Coal is usually studied by altering the structure with processes such as depolymerization and pyrolysis. Pyrolysis yields hydrocarbon gases that vary greatly depending on the characteristics of the parent coal. Thus pyrolysis behavior of coal is a strong function of coal type or rank. Low rank coals such as lignite and sub-bituminous coal produce relatively high levels of light gases and very little tar. Bituminous coals produce significantly more tar than lower rank coals and moderate amount of light gases. Higher rank coals produce relatively low levels of light gases and tar [3] [4] .

Coal pyrolysis can yield useful chemical feedstock and constitutes also an intermediate step in clean coal conversion process of gasification [5] [6] . Gasification typically refers to the heterogeneous reactions that occur after pyrolysis has run its course [7] . The process mainly involves two steps: initial devolatilization (pyrolysis) produces gases, tar, and char; afterwards, subsequent gasification of the generated char takes place [3] . The efficiency of the gasification process and the gasification rate to full coal conversion in the single pass process depends on pyrolysis or devolatilization conditions. The amount of volatiles released during devolatilization is a function of coal structure. The rate of char gasification reactions is a function of the derived char properties. Increasing the process intensity without altering the reactors or gasifiers implies to provide insight into the impact of the devolatilization of coal. The chemical and physical structure of coal char varies significantly with coal rank and pyrolysis reaction conditions such as temperature, initial heating rate, and pressure [8] . Particle size of coal is one of the key variables as well. Pyrolysis temperature affects the composition of pyrolysis products from a coal as a result of the changes in the coal particle temperature and heating rate. Formation, vaporization and cross-linking of the tar and light gases are very dependent on temperature as well as heating rate as the results of the distribution of chemical bonds in coal with differing activation energies.

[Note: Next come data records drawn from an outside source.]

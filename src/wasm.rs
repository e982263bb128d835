//! WebAssembly bindings for relgraph
//!
//! # Usage from JavaScript
//!
//! ```javascript
//! import init, { compileTypeGraph, generateDdl } from 'relgraph';
//!
//! await init();
//!
//! const graph = JSON.stringify({
//!   types: [
//!     { name: 'Human', properties: [{ name: 'home', kind: 'object', reference: 'Location' }] },
//!     { name: 'Location', properties: [{ name: 'city', kind: 'string' }] },
//!   ],
//! });
//!
//! const result = compileTypeGraph(graph, { tablePrefix: 'app', dialect: 'sqlite' }, ['app_human']);
//! if (result.success) {
//!   console.log(result.compilation.types[0].entityQuery);
//!   console.log(result.ddl);
//! } else {
//!   console.error(result.error);
//! }
//! ```

use std::collections::HashSet;

use serde::Serialize;
use wasm_bindgen::prelude::*;

use crate::compiler::{Compiler, CompilerConfig};
use crate::graph::TypeGraph;
use crate::sql::dialect::SqlDialect;

/// Helper to serialize values as plain JS objects (not Maps)
fn to_js_value<T: Serialize>(value: &T) -> JsValue {
    let serializer = serde_wasm_bindgen::Serializer::new().serialize_maps_as_objects(true);
    value.serialize(&serializer).unwrap_or(JsValue::NULL)
}

fn failure(error: String) -> JsValue {
    to_js_value(&serde_json::json!({
        "success": false,
        "error": error,
    }))
}

/// Initialize panic hook for better error messages in browser console
#[wasm_bindgen(start)]
pub fn init() {
    console_error_panic_hook::set_once();
}

/// Compile a type graph JSON document
///
/// `options` is an optional compiler configuration object and
/// `existingTables` an optional array of table names already in use.
///
/// Returns a JSON object with:
/// - `success`: boolean
/// - `compilation`: schema, per-type artifacts and warnings (if successful)
/// - `ddl`: DDL statements in the configured dialect (if successful)
/// - `error`: error message (if failed)
#[wasm_bindgen(js_name = compileTypeGraph)]
pub fn compile_type_graph(source: &str, options: JsValue, existing_tables: JsValue) -> JsValue {
    let config = if options.is_undefined() || options.is_null() {
        CompilerConfig::default()
    } else {
        match serde_wasm_bindgen::from_value::<CompilerConfig>(options) {
            Ok(config) => config,
            Err(e) => return failure(format!("Invalid options: {}", e)),
        }
    };

    let existing: HashSet<String> = if existing_tables.is_undefined() || existing_tables.is_null()
    {
        HashSet::new()
    } else {
        match serde_wasm_bindgen::from_value::<Vec<String>>(existing_tables) {
            Ok(tables) => tables.into_iter().collect(),
            Err(e) => return failure(format!("Invalid existing tables: {}", e)),
        }
    };

    let graph = match TypeGraph::from_json(source) {
        Ok(graph) => graph,
        Err(e) => return failure(format!("Type graph error: {}", e)),
    };

    let compiler = Compiler::new(config);
    match compiler.compile(&graph, &existing) {
        Ok(compilation) => to_js_value(&serde_json::json!({
            "success": true,
            "ddl": compiler.ddl(&compilation),
            "compilation": compilation,
        })),
        Err(e) => failure(format!("Compilation error: {}", e)),
    }
}

/// Generate DDL for a type graph JSON document
///
/// # Arguments
/// * `source` - The type graph JSON
/// * `dialect` - Either "sqlite" or "postgres"
#[wasm_bindgen(js_name = generateDdl)]
pub fn generate_ddl(source: &str, dialect: &str) -> JsValue {
    let dialect = match dialect.parse::<SqlDialect>() {
        Ok(dialect) => dialect,
        Err(e) => return failure(format!("{}. Use 'sqlite' or 'postgres'.", e)),
    };

    let graph = match TypeGraph::from_json(source) {
        Ok(graph) => graph,
        Err(e) => return failure(format!("Type graph error: {}", e)),
    };

    let compiler = Compiler::new(CompilerConfig::default().with_dialect(dialect));
    match compiler.compile(&graph, &crate::sql::catalog::NoTables) {
        Ok(compilation) => to_js_value(&serde_json::json!({
            "success": true,
            "ddl": compiler.ddl(&compilation),
        })),
        Err(e) => failure(format!("Compilation error: {}", e)),
    }
}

Coal is a complex substrate whose chemical composition varies with origin and age. Coal molecular structure, mass distribution and effects of pyrolysis conditions have been investigated using mass spectrometry of various ionization techniques including chemical ionization [9] , field ionization (FI) [9] -[11] , field desorption (FD) [9] - [12] , fast bombardment (FAB) [9] - [13] , laser desorption (LD) [14] [15] , matrix-assisted laser desorption ionization (MALDI) [16] - [18] and electrospray ionization (ESI) [19] [20] . Most of these mentioned methods highly fragment the heavy components into volatiles and analyze complex mixtures offline such as FAB, MALDI and ESI. The advantage of direct mass spectrometry is their enabling the possibility to analyze such complex organic gas mixtures as derived from coal pyrolysis online. In this regard photo-ionization provides an alternative tool for the identification of the broad range of species with minimal fragmentation due to its inherent soft character. This method presents an opportunity to identify and quantify components such as PAH from bituminous coal soot in real time [21] . VUV photoionization has been successfully applied to study the volatiles species from bituminous coal [22] . In a recent study of our own the applicability of single photon ionization (SPI) and resonance enhanced multi photon ionization (REMPI) for the characterization of volatile and semivolatile species evolved during the pyrolysis of lignite at different temperatures has been demonstrated.

This new study aims to extend the previous one through investigation of coals of different ranks and their behavior under pyrolytic conditions. This should be achieved by studying the effect of temperature on the molecular weight distribution from different ranks of coal using pyrolytic decomposition analyzed by photo-ionization mass spectrometry.

2. Experimental

The experimental procedure has been described previously [23] . A brief description pertinent to the investigated samples studied in this publication is given in the following.

2.1. Samples Investigated

Three German coals comprising of lignite, flame coal and anthracite were studied in parallel to three bituminous South African coals, viz. gas flame coal with floating density of 2, gas flame coal with sinking density of 2 and fat coal, which is mostly used for liquid conversion. Particle size of all coals was less than 1 mm in diameter as the samples were grinded into fine powder. Elemental composition of the studied coals is given in Table 1. From lignite to anthracite the carbonaceous material and rank of coal increases.

2.2. Analysis Equipment

Pyrolysis VCI Oven: German VCI oven (Heraeus D-6450 Hanua type ROK/A3/30 S) was used for the devolatilization of the coal samples. The furnace has the capability of varying pyrolysis temperature. The oven design provides conditions for a sample size of approximately 100 mg, temperature variations from 200˚C to 1000˚C in two separately controlled heated zones, and variable carrier/reagent gas compositions and flow rates. The devolatilized products pass through the two hot zones in approximately 2 minutes.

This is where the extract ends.